//! # Concurrency
//!
//! Contended transactions on a multi-threaded runtime.

#[cfg(test)]
mod tests {
    use crate::fixtures::World;
    use cl_02_rate_limiter::{FailurePolicy, Operation, RateDecision, RateLimiterConfig};
    use cl_05_connection_engine::ConnectionError;
    use shared_types::entities::AccountId;
    use std::sync::Arc;

    #[tokio::test(flavor = "multi_thread", worker_threads = 4)]
    async fn test_concurrent_connects_have_one_winner() {
        let world = Arc::new(World::new());
        let alice = world.account("alice").await;
        world.subscribe("alice").await;
        world.code_source.push("99990000");
        world.codes.issue_code(&alice).await.unwrap();

        let mut handles = Vec::new();
        for i in 0..6 {
            let world = Arc::clone(&world);
            handles.push(tokio::spawn(async move {
                let requester = world.account(&format!("requester{i}")).await;
                world.connections.connect(&requester, "99990000").await
            }));
        }

        let mut winners = 0;
        for handle in handles {
            match handle.await.unwrap() {
                Ok(outcome) => {
                    assert_eq!(outcome.partner_id, alice);
                    winners += 1;
                }
                Err(ConnectionError::Rejected(_)) => {}
                Err(other) => panic!("unexpected error: {other}"),
            }
        }
        assert_eq!(winners, 1);

        let partner = world.get("alice").unwrap().partner_id.unwrap();
        assert!(world.get(partner.as_str()).unwrap().inherits_from(&alice));
        world.assert_invariants();
    }

    #[tokio::test(flavor = "multi_thread", worker_threads = 4)]
    async fn test_concurrent_rate_limit_calls_do_not_overcount() {
        let world = Arc::new(World::with_limits(RateLimiterConfig {
            failure_policy: FailurePolicy::Strict,
            ..RateLimiterConfig::default()
        }));

        let mut handles = Vec::new();
        for _ in 0..5 {
            let world = Arc::clone(&world);
            handles.push(tokio::spawn(async move {
                world
                    .limiter
                    .check_and_increment(&AccountId::from("alice"), Operation::Connect)
                    .await
            }));
        }

        let mut allowed = 0;
        let mut denied = 0;
        for handle in handles {
            match handle.await.unwrap().unwrap() {
                RateDecision::Allowed { .. } => allowed += 1,
                RateDecision::Denied { .. } => denied += 1,
                other => panic!("unexpected decision: {other:?}"),
            }
        }
        assert_eq!((allowed, denied), (3, 2));
    }

    #[tokio::test(flavor = "multi_thread", worker_threads = 4)]
    async fn test_disconnect_races_partner_deletion() {
        let world = Arc::new(World::new());
        let alice = world.account("alice").await;
        let bob = world.account("bob").await;
        world.subscribe("alice").await;
        world.code_source.push("31415926");
        world.codes.issue_code(&alice).await.unwrap();
        world.connections.connect(&bob, "31415926").await.unwrap();

        let disconnect = {
            let world = Arc::clone(&world);
            let bob = bob.clone();
            tokio::spawn(async move { world.connections.disconnect(&bob).await })
        };
        let delete = {
            let world = Arc::clone(&world);
            tokio::spawn(async move { world.deletion.delete_account(&alice).await })
        };

        // The loser of the race sees no partner; either way both sides end unlinked.
        let _ = disconnect.await.unwrap();
        delete.await.unwrap().unwrap();

        let bob_after = world.get("bob").unwrap();
        assert!(bob_after.partner_id.is_none());
        assert!(!bob_after.is_inherited());
        world.assert_invariants();
    }
}
//! In-transaction code helpers.

use crate::domain::{evaluate, PairingError};
use chrono::{DateTime, Utc};
use cl_01_document_store::{StoreError, Transaction};
use shared_types::entities::{Account, AccountId, DeactivationReason, PairingCode};

/// A code that passed validation, with the documents it was checked against.
#[derive(Debug, Clone)]
pub struct CheckedCode {
    /// The code.
    pub code: PairingCode,
    /// Its owner.
    pub owner: Account,
    /// The requesting account.
    pub requester: Account,
}

/// Read the code, its owner and the requester inside `tx` and evaluate them.
///
/// The outer `Result` is the store; the inner one is the validation verdict.
/// No writes are made.
pub fn check_code(
    tx: &mut Transaction<'_>,
    code: &str,
    requester_id: &AccountId,
    now: DateTime<Utc>,
) -> Result<Result<CheckedCode, PairingError>, StoreError> {
    let Some(pairing) = tx.get::<PairingCode>(code)? else {
        return Ok(Err(PairingError::NotFound));
    };
    // Fail fast on the code alone before touching account documents.
    if !pairing.is_active {
        return Ok(Err(PairingError::Inactive));
    }
    let owner = tx.get::<Account>(pairing.owner_id.as_str())?;
    let requester = tx.get::<Account>(requester_id.as_str())?;

    if let Err(rejection) = evaluate(
        &pairing,
        owner.as_ref(),
        requester.as_ref(),
        requester_id,
        now,
    ) {
        return Ok(Err(rejection));
    }

    match (owner, requester) {
        (Some(owner), Some(requester)) => Ok(Ok(CheckedCode {
            code: pairing,
            owner,
            requester,
        })),
        (None, _) => Ok(Err(PairingError::OwnerMissing)),
        (_, None) => Ok(Err(PairingError::AccountMissing)),
    }
}

/// Retire every consumed code linking `first` and `second`.
///
/// Looks at each side's `active_pairing_code`; a code owned by that side and
/// consumed (by anyone) is deactivated with `reason` and the pointer cleared.
/// Open, unconsumed codes are left alone. The accounts are mutated in place;
/// the caller persists them. Returns the retired tokens.
pub fn release_pair_codes(
    tx: &mut Transaction<'_>,
    first: &mut Account,
    second: &mut Account,
    reason: DeactivationReason,
    now: DateTime<Utc>,
) -> Result<Vec<String>, StoreError> {
    release_codes(tx, [first, second], reason, now)
}

/// Same as [`release_pair_codes`] for any number of accounts, including one
/// whose partner document is already gone.
pub fn release_codes<'a>(
    tx: &mut Transaction<'_>,
    sides: impl IntoIterator<Item = &'a mut Account>,
    reason: DeactivationReason,
    now: DateTime<Utc>,
) -> Result<Vec<String>, StoreError> {
    let mut released = Vec::new();
    for side in sides {
        let Some(token) = side.active_pairing_code.clone() else {
            continue;
        };
        match tx.get::<PairingCode>(&token)? {
            Some(mut code) if code.owner_id == side.id && code.is_consumed() => {
                code.deactivate(reason, now);
                tx.set(&code)?;
                side.active_pairing_code = None;
                released.push(token);
            }
            Some(code) if code.owner_id == side.id && code.is_active => {}
            // Dangling or foreign pointer.
            _ => side.active_pairing_code = None,
        }
    }
    Ok(released)
}
//! Rate limiter configuration.

use super::operation::{Operation, RateLimitPolicy};
use serde::{Deserialize, Serialize};
use std::collections::HashMap;
use std::str::FromStr;

/// What happens when a caller is over the limit.
#[derive(Debug, Clone, Copy, PartialEq, Eq, Default, Serialize, Deserialize)]
#[serde(rename_all = "kebab-case")]
pub enum EnforcementMode {
    /// Deny with `RateLimitError::Exceeded`.
    #[default]
    Enforcing,
    /// Allow, but persist a security event.
    LogOnly,
}

impl FromStr for EnforcementMode {
    type Err = String;

    fn from_str(s: &str) -> Result<Self, Self::Err> {
        match s.trim().to_ascii_lowercase().as_str() {
            "enforcing" | "enforce" => Ok(Self::Enforcing),
            "log-only" | "log_only" | "logonly" => Ok(Self::LogOnly),
            other => Err(format!("unknown rate limit mode: {other}")),
        }
    }
}

/// What happens when the counter store cannot be reached.
#[derive(Debug, Clone, Copy, PartialEq, Eq, Default, Serialize, Deserialize)]
#[serde(rename_all = "kebab-case")]
pub enum FailurePolicy {
    /// Allow the call.
    #[default]
    FailOpen,
    /// Propagate the store error.
    Strict,
}

/// Rate limiter configuration.
#[derive(Debug, Clone, Default)]
pub struct RateLimiterConfig {
    /// Over-limit behaviour.
    pub mode: EnforcementMode,
    /// Store-outage behaviour.
    pub failure_policy: FailurePolicy,
    /// Per-operation policy replacements.
    pub overrides: HashMap<Operation, RateLimitPolicy>,
}

impl RateLimiterConfig {
    /// Effective policy for `operation`.
    #[must_use]
    pub fn policy_for(&self, operation: Operation) -> RateLimitPolicy {
        self.overrides
            .get(&operation)
            .copied()
            .unwrap_or_else(|| operation.default_policy())
    }

    /// Replace the policy for one operation.
    #[must_use]
    pub fn with_policy(mut self, operation: Operation, policy: RateLimitPolicy) -> Self {
        self.overrides.insert(operation, policy);
        self
    }
}
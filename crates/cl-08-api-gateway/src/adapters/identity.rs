//! Token table identity provider.

use crate::ports::{Identity, IdentityProvider};
use async_trait::async_trait;
use cl_07_account_deletion::{AuthDirectory, DirectoryError};
use parking_lot::RwLock;
use shared_types::entities::AccountId;
use std::collections::HashMap;
use std::sync::atomic::{AtomicBool, Ordering};

/// Fixed token to identity table held in process.
///
/// Also serves as the deletion `AuthDirectory`: removing an identity revokes
/// every token that resolved to it.
#[derive(Debug)]
pub struct StaticTokenIdentity {
    tokens: RwLock<HashMap<String, Identity>>,
    available: AtomicBool,
}

impl Default for StaticTokenIdentity {
    fn default() -> Self {
        Self {
            tokens: RwLock::new(HashMap::new()),
            available: AtomicBool::new(true),
        }
    }
}

impl StaticTokenIdentity {
    /// Empty table.
    #[must_use]
    pub fn new() -> Self {
        Self::default()
    }

    /// Map `token` to `account`.
    pub fn register(
        &self,
        token: impl Into<String>,
        account: impl Into<AccountId>,
        display_name: Option<&str>,
    ) {
        self.tokens.write().insert(
            token.into(),
            Identity {
                account_id: account.into(),
                display_name: display_name.map(str::to_string),
            },
        );
    }

    /// Parse `token=account[:name]` entries separated by commas.
    ///
    /// Malformed entries are skipped.
    #[must_use]
    pub fn from_token_list(list: &str) -> Self {
        let table = Self::new();
        for entry in list.split(',').map(str::trim).filter(|e| !e.is_empty()) {
            let Some((token, rest)) = entry.split_once('=') else {
                tracing::warn!(entry, "Skipping malformed identity entry");
                continue;
            };
            let (account, name) = match rest.split_once(':') {
                Some((account, name)) => (account, Some(name)),
                None => (rest, None),
            };
            if token.is_empty() || account.is_empty() {
                tracing::warn!(entry, "Skipping malformed identity entry");
                continue;
            }
            table.register(token, account, name);
        }
        table
    }

    /// Number of live tokens.
    #[must_use]
    pub fn len(&self) -> usize {
        self.tokens.read().len()
    }

    /// Whether no tokens are registered.
    #[must_use]
    pub fn is_empty(&self) -> bool {
        self.tokens.read().is_empty()
    }

    /// Simulate a directory outage for deletion.
    pub fn set_available(&self, available: bool) {
        self.available.store(available, Ordering::SeqCst);
    }
}

#[async_trait]
impl IdentityProvider for StaticTokenIdentity {
    async fn resolve(&self, token: &str) -> Option<Identity> {
        self.tokens.read().get(token).cloned()
    }
}

#[async_trait]
impl AuthDirectory for StaticTokenIdentity {
    async fn remove_identity(&self, account: &AccountId) -> Result<(), DirectoryError> {
        if !self.available.load(Ordering::SeqCst) {
            return Err(DirectoryError::Unavailable);
        }
        self.tokens
            .write()
            .retain(|_, identity| &identity.account_id != account);
        Ok(())
    }
}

Work to complete: Every line above in which the word "IdentityProvider" occurs needs to be copied.

Result of this exercise:
use crate::ports::{Identity, IdentityProvider};
impl IdentityProvider for StaticTokenIdentity {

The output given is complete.